*** Opening of Records for this task ***
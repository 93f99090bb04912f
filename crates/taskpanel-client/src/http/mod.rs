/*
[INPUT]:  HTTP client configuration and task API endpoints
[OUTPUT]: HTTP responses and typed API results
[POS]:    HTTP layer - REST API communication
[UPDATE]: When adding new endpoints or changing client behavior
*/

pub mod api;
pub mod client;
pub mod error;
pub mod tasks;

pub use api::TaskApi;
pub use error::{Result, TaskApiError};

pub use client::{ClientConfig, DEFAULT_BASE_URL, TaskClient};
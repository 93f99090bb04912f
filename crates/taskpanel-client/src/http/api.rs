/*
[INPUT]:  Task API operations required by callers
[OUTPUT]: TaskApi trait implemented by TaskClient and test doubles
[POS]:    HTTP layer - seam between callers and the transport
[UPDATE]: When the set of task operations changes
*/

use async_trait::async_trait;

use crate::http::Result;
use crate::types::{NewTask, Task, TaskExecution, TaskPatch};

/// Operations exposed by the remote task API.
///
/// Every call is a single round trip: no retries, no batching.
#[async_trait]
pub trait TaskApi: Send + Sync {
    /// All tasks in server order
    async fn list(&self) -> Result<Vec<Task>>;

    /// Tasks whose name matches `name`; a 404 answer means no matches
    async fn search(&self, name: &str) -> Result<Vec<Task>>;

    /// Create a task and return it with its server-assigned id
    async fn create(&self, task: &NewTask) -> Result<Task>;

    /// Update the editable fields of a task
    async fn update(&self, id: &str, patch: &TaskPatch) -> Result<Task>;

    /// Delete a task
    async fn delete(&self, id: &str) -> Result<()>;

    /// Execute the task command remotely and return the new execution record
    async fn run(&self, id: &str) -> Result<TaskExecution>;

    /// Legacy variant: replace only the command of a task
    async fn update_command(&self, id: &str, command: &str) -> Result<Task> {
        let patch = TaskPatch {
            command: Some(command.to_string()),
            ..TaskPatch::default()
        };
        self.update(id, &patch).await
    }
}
*** Close of Records for this task ***
> Required action:
Repeat the material exactly. Begin with its first line and end with the line that has "fields of a task".

> Written answer:
repository 93f99090bb04912f
filename crates/taskpanel-client/src/http/mod.rs
/*
[INPUT]:  HTTP client configuration and task API endpoints
[OUTPUT]: HTTP responses and typed API results
[POS]:    HTTP layer - REST API communication
[UPDATE]: When adding new endpoints or changing client behavior
*/

pub mod api;
pub mod client;
pub mod error;
pub mod tasks;

pub use api::TaskApi;
pub use error::{Result, TaskApiError};

pub use client::{ClientConfig, DEFAULT_BASE_URL, TaskClient};
repository 93f99090bb04912f
filename crates/taskpanel-client/src/http/api.rs
/*
[INPUT]:  Task API operations required by callers
[OUTPUT]: TaskApi trait implemented by TaskClient and test doubles
[POS]:    HTTP layer - seam between callers and the transport
[UPDATE]: When the set of task operations changes
*/

use async_trait::async_trait;

use crate::http::Result;
use crate::types::{NewTask, Task, TaskExecution, TaskPatch};

/// Operations exposed by the remote task API.
///
/// Every call is a single round trip: no retries, no batching.
#[async_trait]
pub trait TaskApi: Send + Sync {
    /// All tasks in server order
    async fn list(&self) -> Result<Vec<Task>>;

    /// Tasks whose name matches `name`; a 404 answer means no matches
    async fn search(&self, name: &str) -> Result<Vec<Task>>;

    /// Create a task and return it with its server-assigned id
    async fn create(&self, task: &NewTask) -> Result<Task>;

    /// Update the editable fields of a task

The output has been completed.